The age of nuclear weapons had been ushered in, but the mystery remained – where did the enriched uranium needed come from? By 1 May 1945, only 15kg of enriched Uranium-235 had been produced and much of it had been directed into production of plutonium.

However, just three short months later, all the required fissile material for two plutonium bombs and one uranium bomb had been produced. The uranium bomb alone required 64kg of enriched fissile material and at the rate Oak Ridge was producing this material, it should not have been possible to complete a uranium bomb before the end of 1946.

Clearly, a new supply of enriched Uranium-235 had been found sometime after the beginning of May 1945. To find the answer, we have to examine the events of May 1945.

On 14 May 1945 the German long range Type XB U-Boat U-234 surrendered to 'USS Sutton' just south of the Grand Banks and was escorted to Portsmouth Naval Shipyard. US intelligence summary NSA/USN SRMN-037, RG 457 written on 19 May listed U-234‍ ’s cargo as including drawings, arms, medical supplies, instruments, lead, mercury, caffeine, steels, optical glass and brass. The fact that the ship also carried a number of gold-lined containers stencilled U-235 and containing 540kg of uranium remained classified until after the end of the Cold War decades later.

The 1,200 pounds [540 kg)] of uranium disappeared; researchers concluded it was most likely transferred to the Manhattan Project’s Oak Ridge diffusion plant. However, 560kg of uranium oxide would only have yielded approximately 7.7 pounds [3.5 kg) of]enriched weapons grade U-235 after processing; this was around 5% of what was required to build the "Little Boy" uranium fission weapon.

Furthermore, Uranium oxide is not radioactive enough to require shipping in gold-lined containers, only enriched uranium would require such shielding. Therefore we can safely conclude that the Uranium taken from U-234 was enriched, weapons grade material ready to be worked into the fissile components of the "Little Boy" bomb.

Secret deals with Nazi Germany

The story of the German atomic bomb programmes and their extensive Uranium enrichment programme would take a whole book to tell in any detail, however, the basic facts are that in 1940 the Germans had seized the Belgian stockpile of high purity uranium ore mined in the Congo; German scientists had developed a chemical enrichment process many times more efficient than the process used by the Manhattan Project with the result that by the end of the war the Germans possessed a large stockpile of weapons grade material.

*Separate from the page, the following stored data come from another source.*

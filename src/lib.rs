//! Tilematch (workspace facade crate).
//!
//! This package keeps the `tilematch::{core,engine,level,types}` public API
//! in one place while the implementation lives in dedicated crates under
//! `crates/`.

pub use tilematch_core as core;
pub use tilematch_engine as engine;
pub use tilematch_level as level;
pub use tilematch_types as types;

Realising the war was lost, Martin Bormann, almost certainly with the support of Adolf Hitler, had begun secret negotiations with the British and Americans to buy safe passage to South America for the leading Nazis including Hitler and Eva Braun. Bormann traded Germany’s finest military, engineering and scientific secrets for the escape to freedom of many top Nazis, himself and Hitler included.

As well as providing the Uranium to complete Little Boy, U-234 also brought what was needed to make the "Fat Man" plutonium bomb work in the form of Dr Heinz Schlicke, an electrical engineer and Kriegsmarine officer who had invented a new type of opto-electronic fuse. He is taken to a secret POW camp at Fort Hunt, Virginia.

By this time it had become apparent that there were significant and seemingly insurmountable problems in designing a plutonium bomb, for the fuses available to the Allies were simply far too slow to achieve the uniform compression of a plutonium core within the very short span of time needed to initiate uncontrolled nuclear fission.

However, with Dr. Schlicke and a number of his fuses in their possession, the US was now able to complete their plutnium bomb.

Therefore, we can state with certainty, based on the simple historical facts, that without the German uranium and fuses, no atomic bombs would have been completed before 1946 at the earliest.

Hitler Escape Story
The Sun [Sydney, NSW]
18 September 1944 

LONDON — A. specially built U-Boat is waiting in a heavily guarded pen at the former Polish port of Gdynia for the use of Hitler and other high Nazis if Germany collapses. This was disclosed by a Staff officer in East Prussia to a member of the Finnish Military Mission. The submarine would be capable of voyaging non-stop to Japan. Commander is Lieut. Lüth, one of the greatest heroes of the German navy.  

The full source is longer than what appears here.